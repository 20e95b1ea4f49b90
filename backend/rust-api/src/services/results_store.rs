use std::collections::HashMap;
use std::path::PathBuf;

use anyhow::{bail, Context, Result};
use async_trait::async_trait;
use tokio::sync::RwLock;

use crate::models::TaskResults;

/// Keyed persistence of a user's answers, one document per task.
///
/// Load failures are not fatal to the survey flow: the caller treats them as
/// "no prior results" and starts fresh.
#[async_trait]
pub trait ResultsStore: Send + Sync {
    async fn load(&self, task_id: &str) -> Result<Option<TaskResults>>;
    async fn save(&self, task_id: &str, results: &TaskResults) -> Result<()>;
}

/// Process-local store. The default backend, and the one the test suite runs
/// against.
#[derive(Default)]
pub struct MemoryResultsStore {
    entries: RwLock<HashMap<String, TaskResults>>,
}

impl MemoryResultsStore {
    pub fn new() -> Self {
        Self::default()
    }
}

#[async_trait]
impl ResultsStore for MemoryResultsStore {
    async fn load(&self, task_id: &str) -> Result<Option<TaskResults>> {
        Ok(self.entries.read().await.get(task_id).cloned())
    }

    async fn save(&self, task_id: &str, results: &TaskResults) -> Result<()> {
        self.entries
            .write()
            .await
            .insert(task_id.to_string(), results.clone());
        Ok(())
    }
}

/// One JSON document per task id under a configured directory.
pub struct FileResultsStore {
    dir: PathBuf,
}

impl FileResultsStore {
    pub fn new(dir: impl Into<PathBuf>) -> Self {
        Self { dir: dir.into() }
    }

    fn document_path(&self, task_id: &str) -> Result<PathBuf> {
        // Task ids become file names; anything that could escape the
        // directory is rejected outright.
        let safe = !task_id.is_empty()
            && task_id
                .chars()
                .all(|c| c.is_ascii_alphanumeric() || c == '-' || c == '_');
        if !safe {
            bail!("Task id is not usable as a results document name: {task_id:?}");
        }

        Ok(self.dir.join(format!("{task_id}.json")))
    }
}

#[async_trait]
impl ResultsStore for FileResultsStore {
    async fn load(&self, task_id: &str) -> Result<Option<TaskResults>> {
        let path = self.document_path(task_id)?;
        let payload = match tokio::fs::read_to_string(&path).await {
            Ok(payload) => payload,
            Err(e) if e.kind() == std::io::ErrorKind::NotFound => return Ok(None),
            Err(e) => {
                return Err(e).with_context(|| format!("Failed to read {}", path.display()))
            }
        };

        let results = serde_json::from_str(&payload)
            .with_context(|| format!("Corrupt results document {}", path.display()))?;
        Ok(Some(results))
    }

    async fn save(&self, task_id: &str, results: &TaskResults) -> Result<()> {
        let path = self.document_path(task_id)?;
        tokio::fs::create_dir_all(&self.dir)
            .await
            .with_context(|| format!("Failed to create {}", self.dir.display()))?;

        let payload = serde_json::to_string(results).context("Failed to encode results")?;
        tokio::fs::write(&path, payload)
            .await
            .with_context(|| format!("Failed to write {}", path.display()))?;

        tracing::debug!("Saved results for task {} to {}", task_id, path.display());
        Ok(())
    }
}
impl SurveyService {
    pub fn new(
        catalog: Arc<TaskCatalog>,
        store: Arc<dyn ResultsStore>,
        prefetcher: ImagePrefetcher,
        unlock_offset: FixedOffset,
    ) -> Self {
        Self {
            catalog,
            store,
            prefetcher,
            unlock_offset,
            flows: Mutex::new(HashMap::new()),
            pending_loads: Mutex::new(HashMap::new()),
        }
    }

    /// Start (or resume) a flow for `task_id`.
    pub async fn create(&self, task_id: &str) -> Result<SurveySnapshot, SurveyError> {
        let task = self
            .catalog
            .get(task_id)
            .ok_or_else(|| SurveyError::TaskNotFound(task_id.to_string()))?
            .clone();

        let now = Utc::now().with_timezone(&self.unlock_offset);
        let days_to_unlock = task.days_to_unlock(&now);
        if days_to_unlock > 0 {
            return Err(SurveyError::TaskLocked {
                task_id: task.id,
                available: unlock::unlock_label(days_to_unlock, &now),
            });
        }

        self.prefetcher.prefetch_task(&task);
        let prior = self.load_prior(&task.id).await;

        let flow = SurveyFlow::new(task, prior);
        let snapshot = flow.snapshot();

        if flow.is_completed() {
            SURVEYS_TOTAL.with_label_values(&["review"]).inc();
            tracing::info!(
                "Survey {} for task {} opened in review mode",
                flow.id,
                flow.task.id
            );
        } else {
            SURVEYS_TOTAL.with_label_values(&["created"]).inc();
            SURVEYS_ACTIVE.inc();
            tracing::info!(
                "Survey {} created for task {} at question {:?}",
                flow.id,
                flow.task.id,
                snapshot.current_question
            );
        }

        self.flows.lock().await.insert(flow.id.clone(), flow);
        Ok(snapshot)
    }

    /// Load prior results, deduplicating concurrent loads for the same task:
    /// late callers piggy-back on the in-flight future instead of issuing a
    /// second store read.
    async fn load_prior(&self, task_id: &str) -> Option<TaskResults> {
        let (load, initiated) = {
            let mut pending = self.pending_loads.lock().await;
            if let Some(existing) = pending.get(task_id) {
                RESULTS_LOADS_TOTAL
                    .with_label_values(&["deduplicated"])
                    .inc();
                (existing.clone(), false)
            } else {
                let store = self.store.clone();
                let id = task_id.to_string();
                let load: SharedLoad = async move {
                    match track_store_operation("load", store.load(&id)).await {
                        Ok(prior) => prior,
                        Err(e) => {
                            // Not fatal: the flow simply starts fresh.
                            tracing::warn!(
                                "Loading prior results for task {} failed, starting fresh: {}",
                                id,
                                e
                            );
                            None
                        }
                    }
                }
                .boxed()
                .shared();

                pending.insert(task_id.to_string(), load.clone());
                (load, true)
            }
        };

        let prior = load.await;

        if initiated {
            self.pending_loads.lock().await.remove(task_id);
            let outcome = if prior.is_some() { "hit" } else { "miss" };
            RESULTS_LOADS_TOTAL.with_label_values(&[outcome]).inc();
        }

        prior
    }

    pub async fn get(&self, survey_id: &str) -> Result<SurveySnapshot, SurveyError> {
        let flows = self.flows.lock().await;
        let flow = flows
            .get(survey_id)
            .ok_or_else(|| SurveyError::SurveyNotFound(survey_id.to_string()))?;
        Ok(flow.snapshot())
    }

    /// Apply a selection change to the active question and notify
    /// subscribers.
    pub async fn select(
        &self,
        survey_id: &str,
        question_index: usize,
        answer_id: &str,
        selected: bool,
    ) -> Result<SurveySnapshot, SurveyError> {
        let mut flows = self.flows.lock().await;
        let flow = flows
            .get_mut(survey_id)
            .ok_or_else(|| SurveyError::SurveyNotFound(survey_id.to_string()))?;

        let selected_ids = if selected {
            flow.select_answer(question_index, answer_id)?
        } else {
            flow.deselect_answer(question_index, answer_id)?
        };

        ANSWER_SELECTIONS_TOTAL
            .with_label_values(&[if selected { "select" } else { "deselect" }])
            .inc();

        flow.emit(SurveyEvent::SelectionChanged(SelectionChanged {
            survey_id: flow.id.clone(),
            question_index,
            selected_answer_ids: selected_ids,
            timestamp: Utc::now(),
        }));

        Ok(flow.snapshot())
    }

    /// Advance the flow; completing it persists the results and emits the
    /// final event.
    pub async fn advance(&self, survey_id: &str) -> Result<SurveySnapshot, SurveyError> {
        let mut flows = self.flows.lock().await;
        let flow = flows
            .get_mut(survey_id)
            .ok_or_else(|| SurveyError::SurveyNotFound(survey_id.to_string()))?;

        match flow.advance()? {
            AdvanceOutcome::Moved(next) => {
                tracing::debug!("Survey {} advanced to question {}", flow.id, next);
            }
            AdvanceOutcome::Completed(results) => {
                if let Err(e) =
                    track_store_operation("save", self.store.save(&flow.task.id, &results)).await
                {
                    // Completion is terminal either way; the loss is logged.
                    tracing::error!(
                        "Failed to persist results for task {}: {}",
                        flow.task.id,
                        e
                    );
                }

                SURVEYS_TOTAL.with_label_values(&["completed"]).inc();
                SURVEYS_ACTIVE.dec();

                flow.emit(SurveyEvent::SurveyCompleted(SurveyCompleted {
                    survey_id: flow.id.clone(),
                    task_id: flow.task.id.clone(),
                    results,
                    timestamp: Utc::now(),
                }));

                tracing::info!("Survey {} completed for task {}", flow.id, flow.task.id);
            }
        }

        Ok(flow.snapshot())
    }

    pub async fn results(&self, survey_id: &str) -> Result<TaskResults, SurveyError> {
        let flows = self.flows.lock().await;
        let flow = flows
            .get(survey_id)
            .ok_or_else(|| SurveyError::SurveyNotFound(survey_id.to_string()))?;
        flow.results().cloned().ok_or(SurveyError::NotCompleted)
    }

    pub async fn subscribe(
        &self,
        survey_id: &str,
    ) -> Result<broadcast::Receiver<SurveyEvent>, SurveyError> {
        let flows = self.flows.lock().await;
        let flow = flows
            .get(survey_id)
            .ok_or_else(|| SurveyError::SurveyNotFound(survey_id.to_string()))?;
        Ok(flow.subscribe())
    }

    /// Drop a flow. Its session state is discarded; a later create starts a
    /// fresh instance.
    pub async fn abandon(&self, survey_id: &str) -> Result<(), SurveyError> {
        let mut flows = self.flows.lock().await;
        let flow = flows
            .remove(survey_id)
            .ok_or_else(|| SurveyError::SurveyNotFound(survey_id.to_string()))?;

        if !flow.is_completed() {
            SURVEYS_ACTIVE.dec();
        }
        SURVEYS_TOTAL.with_label_values(&["abandoned"]).inc();
        tracing::info!("Survey {} abandoned", survey_id);
        Ok(())
    }
}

▶ _Work to be completed_: Go through the material above and return each line that holds the word "starts".

▶ _Written answer_:
/// "no prior results" and starts fresh.
                            // Not fatal: the flow simply starts fresh.
    /// Drop a flow. Its session state is discarded; a later create starts a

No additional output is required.